■ About this exercise
Lines from the first one down to the one containing "pub enum RTCDataChannelEvent" in the data below are the only ones needed; please return them exactly, both ends included.
[Listed entries]
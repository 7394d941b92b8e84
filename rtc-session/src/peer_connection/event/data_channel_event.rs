use crate::data_channel::RTCDataChannelId;
use crate::error::Error;

#[allow(clippy::enum_variant_names)]
#[derive(Debug, Clone, PartialEq)]
pub enum RTCDataChannelEvent {
    /// The remote peer opened a channel with the given label.
    OnIncoming(RTCDataChannelId, String),
    OnOpen(RTCDataChannelId),
    OnError(RTCDataChannelId, Error),
    OnClosing(RTCDataChannelId),
    OnClose(RTCDataChannelId),
}

impl RTCDataChannelEvent {
    pub fn channel_id(&self) -> RTCDataChannelId {
        match self {
            RTCDataChannelEvent::OnIncoming(id, _)
            | RTCDataChannelEvent::OnOpen(id)
            | RTCDataChannelEvent::OnError(id, _)
            | RTCDataChannelEvent::OnClosing(id)
            | RTCDataChannelEvent::OnClose(id) => *id,
        }
    }
}
use std::fmt;

use serde::{Deserialize, Serialize};

use crate::peer_connection::configuration::UNSPECIFIED_STR;

/// The role a session description plays in the offer/answer exchange.
#[derive(Default, Debug, PartialEq, Eq, Copy, Clone, Serialize, Deserialize)]
pub enum RTCSdpType {
    #[default]
    Unspecified = 0,

    /// The description initiates a negotiation round.
    #[serde(rename = "offer")]
    Offer,

    /// A provisional answer; the round stays open until a final answer.
    #[serde(rename = "pranswer")]
    Pranswer,

    /// The final answer that closes a negotiation round.
    #[serde(rename = "answer")]
    Answer,

    /// Cancels the current round. Accepted on the wire but never applied.
    #[serde(rename = "rollback")]
    Rollback,
}

const SDP_TYPE_OFFER_STR: &str = "offer";
const SDP_TYPE_PRANSWER_STR: &str = "pranswer";
const SDP_TYPE_ANSWER_STR: &str = "answer";
const SDP_TYPE_ROLLBACK_STR: &str = "rollback";

impl From<&str> for RTCSdpType {
    fn from(raw: &str) -> Self {
        match raw {
            SDP_TYPE_OFFER_STR => RTCSdpType::Offer,
            SDP_TYPE_PRANSWER_STR => RTCSdpType::Pranswer,
            SDP_TYPE_ANSWER_STR => RTCSdpType::Answer,
            SDP_TYPE_ROLLBACK_STR => RTCSdpType::Rollback,
            _ => RTCSdpType::Unspecified,
        }
    }
}

impl fmt::Display for RTCSdpType {
    fn fmt(&self, f: &mut fmt::Formatter<'_>) -> fmt::Result {
        let s = match *self {
            RTCSdpType::Offer => SDP_TYPE_OFFER_STR,
            RTCSdpType::Pranswer => SDP_TYPE_PRANSWER_STR,
            RTCSdpType::Answer => SDP_TYPE_ANSWER_STR,
            RTCSdpType::Rollback => SDP_TYPE_ROLLBACK_STR,
            RTCSdpType::Unspecified => UNSPECIFIED_STR,
        };
        write!(f, "{s}")
    }
}

impl RTCSdpType {
    /// Answer or provisional answer.
    pub fn is_answer(self) -> bool {
        matches!(self, RTCSdpType::Answer | RTCSdpType::Pranswer)
    }
}
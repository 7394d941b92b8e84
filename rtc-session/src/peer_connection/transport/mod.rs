//! ICE transport types exchanged through signaling.

pub(crate) mod ice_candidate;
pub(crate) mod ice_server;

pub use ice_candidate::{
    IntoIceCandidateInit, RTCIceCandidate, RTCIceCandidateInit, RTCIceCandidateType,
    RTCIceProtocol,
};
pub use ice_server::{RTCIceCredentialType, RTCIceServer};
//! Connection state types.
//!
//! A connection tracks several independent state machines:
//!
//! - **[`RTCNegotiationState`]** - progress through one offer/answer round
//! - **[`RTCSignalingState`]** - the W3C view of the same exchange (stable, have-local-offer, ...)
//! - **[`RTCIceGatheringState`]** - progress of the current candidate gathering pass
//! - **[`RTCPeerConnectionState`]** - transport session state as reported by the engine
//!
//! Every change is surfaced as an
//! [`RTCPeerConnectionEvent`](crate::peer_connection::event::RTCPeerConnectionEvent).
//!
//! ```
//! use rtc_session::peer_connection::state::{RTCNegotiationState, RTCSignalingState};
//!
//! let state: RTCSignalingState = "have-local-offer".into();
//! assert_eq!(state, RTCSignalingState::HaveLocalOffer);
//! assert_eq!(RTCNegotiationState::default().to_string(), "idle");
//! ```

pub(crate) mod ice_gathering_state;
pub(crate) mod negotiation_state;
pub(crate) mod peer_connection_state;
pub(crate) mod signaling_state;

pub use ice_gathering_state::RTCIceGatheringState;
pub use negotiation_state::RTCNegotiationState;
pub use peer_connection_state::RTCPeerConnectionState;
pub use signaling_state::RTCSignalingState;
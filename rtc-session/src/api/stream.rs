use std::future::Future;
use std::pin::Pin;
use std::task::{Context, Poll};

use futures::Stream;
use tokio::sync::{mpsc, oneshot};

use super::data_channel::DataChannel;
use crate::data_channel::RTCDataChannelMessage;
use crate::error::{Error, Result};
use crate::media_stream::MediaStream;
use crate::peer_connection::transport::RTCIceCandidateInit;

/// Local candidates of the current gathering pass, in discovery order.
///
/// Candidates discovered before the subscription are replayed first. The
/// stream ends right after the pass's end-of-candidates, or when the
/// connection closes.
pub struct CandidateStream {
    pub(crate) rx: mpsc::UnboundedReceiver<RTCIceCandidateInit>,
}

impl Stream for CandidateStream {
    type Item = RTCIceCandidateInit;

    fn poll_next(mut self: Pin<&mut Self>, cx: &mut Context<'_>) -> Poll<Option<Self::Item>> {
        self.rx.poll_recv(cx)
    }
}

/// Channels opened by the remote peer, one element each. Ends when the
/// connection closes.
pub struct IncomingDataChannels {
    pub(crate) rx: mpsc::UnboundedReceiver<DataChannel>,
}

impl Stream for IncomingDataChannels {
    type Item = DataChannel;

    fn poll_next(mut self: Pin<&mut Self>, cx: &mut Context<'_>) -> Poll<Option<Self::Item>> {
        self.rx.poll_recv(cx)
    }
}

/// Media streams attached by the remote peer, in arrival order. Ends when
/// the connection closes.
pub struct RemoteStreams {
    pub(crate) rx: mpsc::UnboundedReceiver<MediaStream>,
}

impl Stream for RemoteStreams {
    type Item = MediaStream;

    fn poll_next(mut self: Pin<&mut Self>, cx: &mut Context<'_>) -> Poll<Option<Self::Item>> {
        self.rx.poll_recv(cx)
    }
}

/// Every message received on a channel. Messages that arrived before the
/// channel had any subscriber come first. Ends when the channel closes.
pub struct MessageStream {
    pub(crate) rx: mpsc::UnboundedReceiver<RTCDataChannelMessage>,
}

impl Stream for MessageStream {
    type Item = RTCDataChannelMessage;

    fn poll_next(mut self: Pin<&mut Self>, cx: &mut Context<'_>) -> Poll<Option<Self::Item>> {
        self.rx.poll_recv(cx)
    }
}

/// Resolves with the next message not yet handed to a subscriber, or with [`Error::ErrDataChannelClosed`] if the channel closes first.
pub struct MessageOnce {
    pub(crate) rx: oneshot::Receiver<Result<RTCDataChannelMessage>>,
}

impl Future for MessageOnce {
    type Output = Result<RTCDataChannelMessage>;

    fn poll(mut self: Pin<&mut Self>, cx: &mut Context<'_>) -> Poll<Self::Output> {
        Pin::new(&mut self.rx)
            .poll(cx)
            .map(|result| result.map_err(|_| Error::ErrDataChannelClosed).and_then(|r| r))
    }
}
impl Engine for LoopbackEngine {
    fn handle_command(&mut self, command: EngineCommand) -> Result<()> {
        trace!("loopback endpoint {}: {command:?}", self.endpoint);
        let mut guard = self.network.lock()?;
        let inner = &mut *guard;

        match command {
            EngineCommand::AddStream(stream) => {
                self.me(inner)?.streams.push(stream);
            }
            EngineCommand::GenerateOffer { request, options } => {
                let me = self.me(inner)?;
                let kinds = Self::offer_kinds(
                    me,
                    options.offer_to_receive_audio,
                    options.offer_to_receive_video,
                );
                let result = RTCSessionDescription::offer(build_sdp(self.endpoint, &kinds));
                me.emit(EngineEvent::OfferGenerated { request, result });
            }
            EngineCommand::GenerateAnswer { request, .. } => {
                let me = self.me(inner)?;
                let result = match &me.remote {
                    Some(remote) if remote.sdp_type == RTCSdpType::Offer => {
                        RTCSessionDescription::answer(build_sdp(
                            self.endpoint,
                            &remote.media_kinds(),
                        ))
                    }
                    _ => Err(Error::ErrNegotiation("no remote offer to answer".to_owned())),
                };
                me.emit(EngineEvent::AnswerGenerated { request, result });
            }
            EngineCommand::ApplyLocalDescription {
                request,
                description,
            } => {
                let candidates = self.host_candidates();
                let me = self.me(inner)?;
                me.local = Some(description);
                me.emit(EngineEvent::LocalDescriptionApplied {
                    request,
                    result: Ok(()),
                });
                for candidate in candidates {
                    me.emit(EngineEvent::IceCandidate(candidate));
                }
                self.try_connect(inner)?;
            }
            EngineCommand::ApplyRemoteDescription {
                request,
                description,
            } => {
                let result = self.apply_remote(inner, &description).map(|_| ());
                let applied = result.is_ok();
                self.me(inner)?
                    .emit(EngineEvent::RemoteDescriptionApplied { request, result });
                if applied {
                    self.try_connect(inner)?;
                }
            }
            EngineCommand::AddIceCandidate { request, .. } => {
                let me = self.me(inner)?;
                let result = if me.remote.is_some() {
                    Ok(())
                } else {
                    Err(Error::ErrNoRemoteDescription)
                };
                me.emit(EngineEvent::IceCandidateAdded { request, result });
            }
            EngineCommand::OpenChannel {
                channel,
                label,
                init,
            } => {
                let me = self.me(inner)?;
                if self.options.rejected_labels.contains(&label) {
                    me.emit(EngineEvent::ChannelError(
                        channel,
                        Error::ErrDataChannelOpen(label),
                    ));
                    return Ok(());
                }
                me.channels.insert(
                    channel,
                    LoopbackChannel {
                        label,
                        init,
                        peer: None,
                    },
                );
                if let Some(peer) = me.peer.filter(|_| me.connected) {
                    announce_channels(inner, self.endpoint, peer);
                }
            }
            EngineCommand::Send { channel, message } => {
                let me = self.me(inner)?;
                let target = me
                    .peer
                    .zip(me.channels.get(&channel).and_then(|c| c.peer));
                match target.and_then(|(peer, id)| inner.endpoints.get(&peer).map(|p| (p, id))) {
                    Some((peer, id)) => peer.emit(EngineEvent::Message {
                        channel: id,
                        message,
                    }),
                    None => debug!("loopback send on unlinked data channel {channel}"),
                }
            }
            EngineCommand::CloseChannel { channel } => {
                let me = self.me(inner)?;
                let removed = me.channels.remove(&channel);
                me.emit(EngineEvent::ChannelClose(channel));
                let peer = me.peer;
                if let (Some(peer), Some(remote_id)) = (peer, removed.and_then(|c| c.peer)) {
                    if let Some(remote) = inner.endpoints.get_mut(&peer) {
                        remote.channels.remove(&remote_id);
                        remote.emit(EngineEvent::ChannelClose(remote_id));
                    }
                }
            }
            EngineCommand::Close => {
                let Some(me) = inner.endpoints.remove(&self.endpoint) else {
                    return Ok(());
                };
                if let Some(remote) = me.peer.and_then(|peer| inner.endpoints.get_mut(&peer)) {
                    let mut closed: Vec<RTCDataChannelId> =
                        me.channels.values().filter_map(|c| c.peer).collect();
                    closed.sort_unstable();
                    for id in closed {
                        remote.channels.remove(&id);
                        remote.emit(EngineEvent::ChannelClose(id));
                    }
                    if remote.connected {
                        remote.connected = false;
                        remote.emit(EngineEvent::ConnectionStateChange(
                            RTCPeerConnectionState::Disconnected,
                        ));
                    }
                }
                debug!("loopback endpoint {} closed", self.endpoint);
            }
        }

        Ok(())
    }
}
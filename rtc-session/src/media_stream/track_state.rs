use std::fmt;

use crate::peer_connection::configuration::UNSPECIFIED_STR;

/// Represents the lifecycle state of a media stream track. Once a track
/// reaches `ended` it never becomes `live` again.
///
/// ```
/// use rtc_session::media_stream::MediaStreamTrackState;
///
/// assert_eq!(MediaStreamTrackState::Live.to_string(), "live");
/// assert_eq!(MediaStreamTrackState::from("ended"), MediaStreamTrackState::Ended);
/// ```
#[derive(Default, Debug, Copy, Clone, PartialEq, Eq)]
pub enum MediaStreamTrackState {
    Unspecified,

    #[default]
    Live,

    Ended,
}

const MEDIA_STREAM_TRACK_STATE_LIVE_STR: &str = "live";
const MEDIA_STREAM_TRACK_STATE_ENDED_STR: &str = "ended";

impl From<&str> for MediaStreamTrackState {
    fn from(raw: &str) -> Self {
        match raw {
            MEDIA_STREAM_TRACK_STATE_LIVE_STR => MediaStreamTrackState::Live,
            MEDIA_STREAM_TRACK_STATE_ENDED_STR => MediaStreamTrackState::Ended,
            _ => MediaStreamTrackState::Unspecified,
        }
    }
}

impl fmt::Display for MediaStreamTrackState {
    fn fmt(&self, f: &mut fmt::Formatter<'_>) -> fmt::Result {
        let s = match *self {
            MediaStreamTrackState::Live => MEDIA_STREAM_TRACK_STATE_LIVE_STR,
            MediaStreamTrackState::Ended => MEDIA_STREAM_TRACK_STATE_ENDED_STR,
            MediaStreamTrackState::Unspecified => UNSPECIFIED_STR,
        };
        write!(f, "{s}")
    }
}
[/Listed entries]
■ Completed exercise
repository 7394d941b92b8e84
filename rtc-session/src/peer_connection/event/data_channel_event.rs
use crate::data_channel::RTCDataChannelId;
use crate::error::Error;

#[allow(clippy::enum_variant_names)]
#[derive(Debug, Clone, PartialEq)]
pub enum RTCDataChannelEvent {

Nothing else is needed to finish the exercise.